What is the relation between general solution of a differential equation and null space?

Question

When we try to solve a linear differential equation of 2nd order, to find the complete equation, we find the general solution and particular solution and add them to find the complete solution. To find general solution, we find the solution for [f(D)x]=0.
Similarly in Linear Algebra, to find null-space we do Ax=0. Are these equivalent? If not what is the relation between them?
It would be great if you can explain using an example.
Thanks!

Answer 1

To get the intuition from linear algebra, suppose that $A: \mathbb{R}^3 \to \mathbb{R}^3$ is a matrix of rank one. Then, the solution set $\ker A = \{x \in \mathbb{R}^3 \mid Ax = 0\}$ will be a plane through the origin. We can describe this plane by taking two spanning vectors $x_1, x_2 \in \ker A$, and then a general solution to the problem "find $x$ such that $Ax = 0$" is given by "all vectors of the form $t_1 x_1 + t_2 x_2$, for $t_1, t_2 \in \mathbb{R}^3$. This is the analogue of the homogeneous problem (indeed, an equation of the form $Ax = 0$ is called homogeneous). One of the most important properties of the homogeneous problem is that we can add any two solutions together to get another solution.

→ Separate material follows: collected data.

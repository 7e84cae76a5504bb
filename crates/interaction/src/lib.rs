#![warn(missing_docs)]
//! Gaze interaction for 3D scenes.
//!
//! A single [`Interactor`] casts a ray along the viewer's forward direction
//! every tick, resolves at most one [`Interactable`] target, measures how long
//! the gaze dwells on it and activates it once the configured hold time has
//! elapsed. Visual feedback is pushed to a [`ReticleSink`]; geometry queries go
//! through [`gazekit_physics::SceneRaycast`].
//!
//! # Example
//!
//! ```rust
//! use gazekit_core::{InteractorId, ObjectId, SimClock};
//! use gazekit_interaction::{
//!     Interactable, InteractableConfig, InteractableSet, Interactor, InteractorConfig,
//!     NullReticle,
//! };
//! use gazekit_physics::{Aabb, Collider, ColliderSet, Ray};
//! use glam::Vec3;
//!
//! let mut colliders = ColliderSet::new();
//! let panel = ObjectId(1);
//! colliders.insert(panel, Collider::new(Aabb::from_center_size(Vec3::new(0.0, 0.0, -3.0), Vec3::ONE)));
//!
//! let mut targets = InteractableSet::new();
//! targets.insert(Interactable::attach(panel, &InteractableConfig::default(), &colliders)?);
//!
//! let mut interactor = Interactor::with_reticle(
//!     InteractorId(0),
//!     InteractorConfig::default(),
//!     Box::new(NullReticle),
//! )?;
//!
//! let mut clock = SimClock::default();
//! let ray = Ray::new(Vec3::ZERO, Vec3::NEG_Z);
//! for _ in 0..40 {
//!     let now = clock.step();
//!     interactor.tick(now, &ray, &colliders, &mut targets);
//!     targets.update(now);
//! }
//! assert!(targets.get(panel).map_or(false, |t| t.is_activated()));
//! # Ok::<(), gazekit_interaction::InteractionError>(())
//! ```

pub mod config;
pub mod error;
pub mod events;
pub mod interactable;
pub mod interactor;
pub mod reticle;
pub mod set;
pub mod signal;
pub mod timer;

// Re-export commonly used types
pub use config::{InteractableConfig, InteractorConfig};
pub use error::InteractionError;
pub use events::{GazeEvent, InteractableEvents};
pub use interactable::Interactable;
pub use interactor::{Interactor, TickOutcome};
pub use reticle::{NullReticle, ReticleProvider, ReticleSink};
pub use set::InteractableSet;
pub use signal::{Signal, SubscriptionId};
pub use timer::{DelayedTask, TaskHandle};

Now, what happens when we choose some $b \in \mathbb{R}^3$, and ask for solutions to the equation $Ax = b$? All of the solutions to this equation will form a plane parallel to the last one, but shifted away from the origin by $b$. Can we re-use our solutions for $Ax = 0$ in a meaningful way? It turns out the answer is yes: suppose a fairy comes along and gives you a single vector $y \in \mathbb{R}^3$ such that $Ay = b$, which she calls a particular solution. Then you can check that $A(y + t_1 x_1 + t_2 x_2) = b$, and so the general solution to the equation $Ax = b$ is $y + t_1x_1 + t_2 x_2$ for $t_1, t_2 \in \mathbb{R}^3$. You already know how to move around once you're inside the plane: this is just using $x_1, x_2$. But you do need the particular $y$ to get you to the shifted plane.

Now, let's move to differential equations. Let $V$ be the vector space of differentiable functions $\mathbb{R} \to \mathbb{R}$, and define the linear operator $D: V \to V$ by the formula $$Df = \frac{d^2f}{dx^2} - 9f$$ Then we would like to find vectors (i.e. functions) $f \in V$ such that $Df = 0$. Again, this is the kernel of the linear operator $D$, and so the set of solutions will form a linear subspace. We can quickly check that both $e^{3x}$ and $e^{-3x}$ are vectors solving the equation $Df = 0$, and so a linear combination $Ae^{3x} + Be^{-3x}$ will be a solution. (Some theorem about uniqueness of solutions to differential equations tells us that this is in fact, a completely general solution). So the solution set to $Df = 0$ looks like a plane through the origin (although planes in $V$ are kind of hard to visualise...).

You can probably fill in the rest about the particular solution now. You are asked to find all the functions $f$ solving $Df = g$, where $g(x)$ is some fixed function. A leprechaun comes along and gives you some function $p$ satisfying $Dp = g$, then a general solution to this new problem will be $p(x) + Ae^{3x} + Be^{-3x}$.